Saved data entries

◆ ◆ ◆ ◆

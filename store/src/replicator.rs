//! The wire replicator seam.
//!
//! The engine consumes a replicator that assigns LSNs, moves opaque
//! operation buffers, and exposes the copy and replication streams on
//! secondaries. `loopback` provides an in-process implementation wiring a
//! primary to its secondaries over channels, used by the integration tests
//! and by embedders that host all replicas in one process.

use std::sync::atomic::{AtomicBool, AtomicI64, AtomicU64, AtomicUsize, Ordering};
use std::sync::{Arc, Mutex};

use tokio::sync::{mpsc, oneshot, Notify};

use crate::error::{CResult, Error};
use crate::local::Lsn;

#[derive(Clone, Copy, Debug, PartialEq, Eq)]
pub enum FaultType {
    Transient,
    Permanent,
}

#[derive(Clone, Copy, Debug, Default, PartialEq, Eq)]
pub struct ReplicationQueueCounters {
    pub queued_bytes: u64,
    pub queued_operation_count: u64,
}

/// An in-flight replication: the LSN assigned synchronously and the
/// completion that resolves once a quorum acks.
pub struct PendingReplication {
    pub lsn: Lsn,
    pub completion: oneshot::Receiver<CResult<Lsn>>,
}

/// The wire replicator as seen by a replica.
pub trait StateReplicator: Send + Sync {
    /// Hands a serialized operation buffer to the replicator. Returns the
    /// assigned LSN immediately; the completion resolves on quorum ack.
    fn begin_replicate(&self, payload: Vec<u8>) -> CResult<PendingReplication>;

    /// The copy stream pumped while building. Taken once.
    fn get_copy_stream(&self) -> CResult<OperationStream>;

    /// The replication stream pumped after copy. Taken once.
    fn get_replication_stream(&self) -> CResult<OperationStream>;

    /// Reports a replica fault to the hosting runtime.
    fn report_fault(&self, fault: FaultType);

    fn get_queue_counters(&self) -> ReplicationQueueCounters;

    fn last_quorum_acked_lsn(&self) -> Lsn;
}

/// One operation pumped from a stream. A `None` payload is the end-of-stream
/// sentinel; it still must be acked.
pub struct InboundOperation {
    pub lsn: Lsn,
    payload: Option<Vec<u8>>,
    acker: Option<Box<dyn FnOnce() + Send + Sync>>,
}

impl InboundOperation {
    pub fn new(lsn: Lsn, payload: Option<Vec<u8>>) -> Self {
        InboundOperation { lsn, payload, acker: None }
    }

    pub fn with_ack(lsn: Lsn, payload: Option<Vec<u8>>, acker: Box<dyn FnOnce() + Send + Sync>) -> Self {
        InboundOperation { lsn, payload, acker: Some(acker) }
    }

    pub fn is_end_of_stream(&self) -> bool {
        self.payload.is_none()
    }

    pub fn payload(&self) -> Option<&[u8]> {
        self.payload.as_deref()
    }

    /// Acknowledges the operation back to the replicator.
    pub fn ack(mut self) {
        if let Some(acker) = self.acker.take() {
            acker();
        }
    }
}

struct StreamShared {
    faulted: AtomicBool,
    notify: Notify,
}

/// Sender half of an operation stream.
#[derive(Clone)]
pub struct OperationSender {
    tx: mpsc::UnboundedSender<InboundOperation>,
    shared: Arc<StreamShared>,
}

impl OperationSender {
    pub fn send(&self, op: InboundOperation) -> CResult<()> {
        if self.shared.faulted.load(Ordering::SeqCst) {
            return Err(Error::InvalidState("stream faulted".to_string()));
        }
        self.tx
            .send(op)
            .map_err(|_| Error::InvalidState("stream receiver dropped".to_string()))
    }

    pub fn send_end_of_stream(&self, lsn: Lsn) -> CResult<()> {
        self.send(InboundOperation::new(lsn, None))
    }

    pub fn is_faulted(&self) -> bool {
        self.shared.faulted.load(Ordering::SeqCst)
    }
}

/// Receiver half of an operation stream.
///
/// After `report_fault`, already-buffered operations keep draining and
/// `get_operation` returns `None` once the buffer is empty, which lets the
/// pump finish acking without restarting the replica.
pub struct OperationStream {
    rx: tokio::sync::Mutex<mpsc::UnboundedReceiver<InboundOperation>>,
    shared: Arc<StreamShared>,
}

impl OperationStream {
    pub fn channel() -> (OperationSender, OperationStream) {
        let (tx, rx) = mpsc::unbounded_channel();
        let shared = Arc::new(StreamShared {
            faulted: AtomicBool::new(false),
            notify: Notify::new(),
        });
        (
            OperationSender { tx, shared: shared.clone() },
            OperationStream { rx: tokio::sync::Mutex::new(rx), shared },
        )
    }

    /// Next operation, or `None` when the stream is closed or faulted dry.
    pub async fn get_operation(&self) -> CResult<Option<InboundOperation>> {
        let mut rx = self.rx.lock().await;
        loop {
            match rx.try_recv() {
                Ok(op) => return Ok(Some(op)),
                Err(mpsc::error::TryRecvError::Disconnected) => return Ok(None),
                Err(mpsc::error::TryRecvError::Empty) => {
                    if self.shared.faulted.load(Ordering::SeqCst) {
                        return Ok(None);
                    }
                    tokio::select! {
                        op = rx.recv() => return Ok(op),
                        _ = self.shared.notify.notified() => continue,
                    }
                }
            }
        }
    }

    /// Faults the stream: buffered operations still drain, then the stream
    /// reports end.
    pub fn report_fault(&self) {
        self.shared.faulted.store(true, Ordering::SeqCst);
        self.shared.notify.notify_waiters();
    }

    pub fn is_faulted(&self) -> bool {
        self.shared.faulted.load(Ordering::SeqCst)
    }
}

pub mod loopback {
    //! A channel-backed replicator connecting one primary to its
    //! secondaries inside a single process.

    use super::*;

    struct AckState {
        remaining: AtomicUsize,
        completion: Mutex<Option<oneshot::Sender<CResult<Lsn>>>>,
    }

    struct PrimaryInner {
        next_lsn: AtomicI64,
        last_quorum_acked: AtomicI64,
        /// Acks required from secondaries before a replication completes.
        quorum_ack_count: usize,
        secondaries: Mutex<Vec<OperationSender>>,
        queued_bytes: AtomicU64,
        queued_ops: AtomicU64,
        faults: Mutex<Vec<FaultType>>,
    }

    /// The primary-side replicator handle.
    #[derive(Clone)]
    pub struct LoopbackReplicator {
        inner: Arc<PrimaryInner>,
    }

    impl LoopbackReplicator {
        /// `start_lsn` is the highest LSN already committed; the first
        /// replication is assigned `start_lsn + 1`. `quorum_ack_count` is
        /// how many secondary acks complete a replication (0 acks
        /// immediately, for single-replica configurations).
        pub fn new(start_lsn: Lsn, quorum_ack_count: usize) -> Self {
            LoopbackReplicator {
                inner: Arc::new(PrimaryInner {
                    next_lsn: AtomicI64::new(start_lsn),
                    last_quorum_acked: AtomicI64::new(start_lsn),
                    quorum_ack_count,
                    secondaries: Mutex::new(Vec::new()),
                    queued_bytes: AtomicU64::new(0),
                    queued_ops: AtomicU64::new(0),
                    faults: Mutex::new(Vec::new()),
                }),
            }
        }

        /// Registers a secondary and returns its replicator view plus the
        /// control handle used to feed its copy stream.
        pub fn attach_secondary(&self) -> (LoopbackSecondary, SecondaryControl) {
            let (copy_tx, copy_rx) = OperationStream::channel();
            let (repl_tx, repl_rx) = OperationStream::channel();

            lock(&self.inner.secondaries).push(repl_tx.clone());

            let secondary = LoopbackSecondary {
                inner: Arc::new(SecondaryInner {
                    copy: Mutex::new(Some(copy_rx)),
                    replication: Mutex::new(Some(repl_rx)),
                    primary: self.inner.clone(),
                    faults: Mutex::new(Vec::new()),
                }),
            };
            let control = SecondaryControl { copy_tx, repl_tx };
            (secondary, control)
        }

        pub fn reported_faults(&self) -> Vec<FaultType> {
            lock(&self.inner.faults).clone()
        }
    }

    impl StateReplicator for LoopbackReplicator {
        fn begin_replicate(&self, payload: Vec<u8>) -> CResult<PendingReplication> {
            let inner = &self.inner;
            let lsn = inner.next_lsn.fetch_add(1, Ordering::SeqCst) + 1;
            let (tx, rx) = oneshot::channel();

            let subs = lock(&inner.secondaries).clone();
            let needed = inner.quorum_ack_count.min(subs.len());

            if needed == 0 {
                inner.last_quorum_acked.fetch_max(lsn, Ordering::SeqCst);
                let _ = tx.send(Ok(lsn));
                return Ok(PendingReplication { lsn, completion: rx });
            }

            inner.queued_bytes.fetch_add(payload.len() as u64, Ordering::SeqCst);
            inner.queued_ops.fetch_add(1, Ordering::SeqCst);

            let ack_state = Arc::new(AckState {
                remaining: AtomicUsize::new(needed),
                completion: Mutex::new(Some(tx)),
            });

            let payload_len = payload.len() as u64;
            for sub in subs {
                let ack_state_cb = ack_state.clone();
                let ack_state = ack_state.clone();
                let primary = inner.clone();
                let op = InboundOperation::with_ack(
                    lsn,
                    Some(payload.clone()),
                    Box::new(move || {
                        if ack_state_cb.remaining.fetch_sub(1, Ordering::SeqCst) == 1 {
                            primary.last_quorum_acked.fetch_max(lsn, Ordering::SeqCst);
                            primary
                                .queued_bytes
                                .fetch_sub(payload_len, Ordering::SeqCst);
                            primary.queued_ops.fetch_sub(1, Ordering::SeqCst);
                            if let Some(tx) = lock(&ack_state_cb.completion).take() {
                                let _ = tx.send(Ok(lsn));
                            }
                        }
                    }),
                );
                // A faulted or detached secondary counts as acked so the
                // remaining quorum can still complete.
                if sub.send(op).is_err() {
                    if ack_state.remaining.fetch_sub(1, Ordering::SeqCst) == 1 {
                        inner.last_quorum_acked.fetch_max(lsn, Ordering::SeqCst);
                        inner.queued_bytes.fetch_sub(payload_len, Ordering::SeqCst);
                        inner.queued_ops.fetch_sub(1, Ordering::SeqCst);
                        if let Some(tx) = lock(&ack_state.completion).take() {
                            let _ = tx.send(Ok(lsn));
                        }
                    }
                }
            }

            Ok(PendingReplication { lsn, completion: rx })
        }

        fn get_copy_stream(&self) -> CResult<OperationStream> {
            Err(Error::InvalidOperation("primary has no copy stream".to_string()))
        }

        fn get_replication_stream(&self) -> CResult<OperationStream> {
            Err(Error::InvalidOperation("primary has no replication stream".to_string()))
        }

        fn report_fault(&self, fault: FaultType) {
            log::warn!("loopback primary fault reported: {:?}", fault);
            lock(&self.inner.faults).push(fault);
        }

        fn get_queue_counters(&self) -> ReplicationQueueCounters {
            ReplicationQueueCounters {
                queued_bytes: self.inner.queued_bytes.load(Ordering::SeqCst),
                queued_operation_count: self.inner.queued_ops.load(Ordering::SeqCst),
            }
        }

        fn last_quorum_acked_lsn(&self) -> Lsn {
            self.inner.last_quorum_acked.load(Ordering::SeqCst)
        }
    }

    struct SecondaryInner {
        copy: Mutex<Option<OperationStream>>,
        replication: Mutex<Option<OperationStream>>,
        primary: Arc<PrimaryInner>,
        faults: Mutex<Vec<FaultType>>,
    }

    /// A secondary's view of the replicator.
    #[derive(Clone)]
    pub struct LoopbackSecondary {
        inner: Arc<SecondaryInner>,
    }

    impl LoopbackSecondary {
        pub fn reported_faults(&self) -> Vec<FaultType> {
            lock(&self.inner.faults).clone()
        }
    }

    impl StateReplicator for LoopbackSecondary {
        fn begin_replicate(&self, _payload: Vec<u8>) -> CResult<PendingReplication> {
            Err(Error::NotPrimary)
        }

        fn get_copy_stream(&self) -> CResult<OperationStream> {
            lock(&self.inner.copy)
                .take()
                .ok_or_else(|| Error::InvalidState("copy stream already taken".to_string()))
        }

        fn get_replication_stream(&self) -> CResult<OperationStream> {
            lock(&self.inner.replication)
                .take()
                .ok_or_else(|| Error::InvalidState("replication stream already taken".to_string()))
        }

        fn report_fault(&self, fault: FaultType) {
            log::warn!("loopback secondary fault reported: {:?}", fault);
            lock(&self.inner.faults).push(fault);
        }

        fn get_queue_counters(&self) -> ReplicationQueueCounters {
            ReplicationQueueCounters::default()
        }

        fn last_quorum_acked_lsn(&self) -> Lsn {
            self.inner.primary.last_quorum_acked.load(Ordering::SeqCst)
        }
    }

    /// Harness handle for one attached secondary: feeds the copy stream and
    /// terminates the replication stream.
    pub struct SecondaryControl {
        copy_tx: OperationSender,
        repl_tx: OperationSender,
    }

    impl SecondaryControl {
        pub fn send_copy_operation(&self, lsn: Lsn, payload: Vec<u8>) -> CResult<()> {
            self.copy_tx.send(InboundOperation::new(lsn, Some(payload)))
        }

        /// Injects an operation directly into the replication stream,
        /// bypassing `begin_replicate`. Used by harnesses that replay a
        /// stream without a live primary.
        pub fn send_replication_operation(&self, lsn: Lsn, payload: Vec<u8>) -> CResult<()> {
            self.repl_tx.send(InboundOperation::new(lsn, Some(payload)))
        }

        pub fn send_copy_end_of_stream(&self, lsn: Lsn) -> CResult<()> {
            self.copy_tx.send_end_of_stream(lsn)
        }

        pub fn send_replication_end_of_stream(&self, lsn: Lsn) -> CResult<()> {
            self.repl_tx.send_end_of_stream(lsn)
        }
    }

    fn lock<T>(mutex: &Mutex<T>) -> std::sync::MutexGuard<'_, T> {
        match mutex.lock() {
            Ok(guard) => guard,
            Err(poisoned) => poisoned.into_inner(),
        }
    }
}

◆ ◆ ◆ ◆

• Problem to solve
Every line above with the string "SecondaryInner" in it needs to be copied.

• Answer section
                inner: Arc::new(SecondaryInner {
    struct SecondaryInner {
        inner: Arc<SecondaryInner>,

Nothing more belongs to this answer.